My question is "does $G\notin M$ imply $\cup G\notin M$?" we know both of $G, \cup G$ are in $M[G]$ of course.
It's not always true that $\bigcup G\notin M$.
For example, Sacks forcing with perfect trees, $\bigcup G$ is just the full binary tree, since the order is inclusion (stronger is smaller).
Every forcing which can be described with the relation "$p$ is stronger than $q$" if $p\subseteq q$ will invariably have that $\bigcup G=\max\Bbb P\in M$. These include every forcing where we force with a complete Boolean algebra, which in turn can be assumed to be every forcing (of course sometimes we prefer to present a partial order which is not a complete Boolean algebra and work with it instead).
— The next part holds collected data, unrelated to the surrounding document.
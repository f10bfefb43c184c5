//! Shared types, error model, and configuration for ghdiscuss.
//!
//! This crate is the foundation depended on by all other ghdiscuss crates.
//! It provides:
//! - [`GhDiscussError`] — the unified error type
//! - Domain types ([`Report`], [`Topic`], [`Categories`], [`Section`])
//! - Configuration ([`AppConfig`], config loading)

pub mod config;
pub mod error;
pub mod types;

// Re-export public API at crate root for ergonomic imports.
pub use config::{
    AppConfig, CONFIG_FILE_NAME, DEFAULT_JSON_FILE, DEFAULT_MARKDOWN_FILE, OutputConfig,
    ReportConfig, config_dir, format_date, load_config, load_config_from, resolve_config_path,
    validate_date_format,
};
pub use error::{GhDiscussError, Result};
pub use types::{
    CATEGORY_COUNT, Categories, CategoryKind, Pair, Report, Section, SectionBody, Topic,
};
Usually, however, we are less interested in the generic filter, but we are interested in some object canonical described from the sets within the generic filter somehow. In the simple cases, this would be $\bigcup G$, or sometimes $\bigcap G$. In other cases it will be something more complicated.
What we often want to achieve is some "relatively canonical" object $x_G$ such that $G$ can be reconstructed from $\Bbb P$ and $x_G$ somehow. How we generate $x_G$ depends very much on our forcing and what we are trying to do.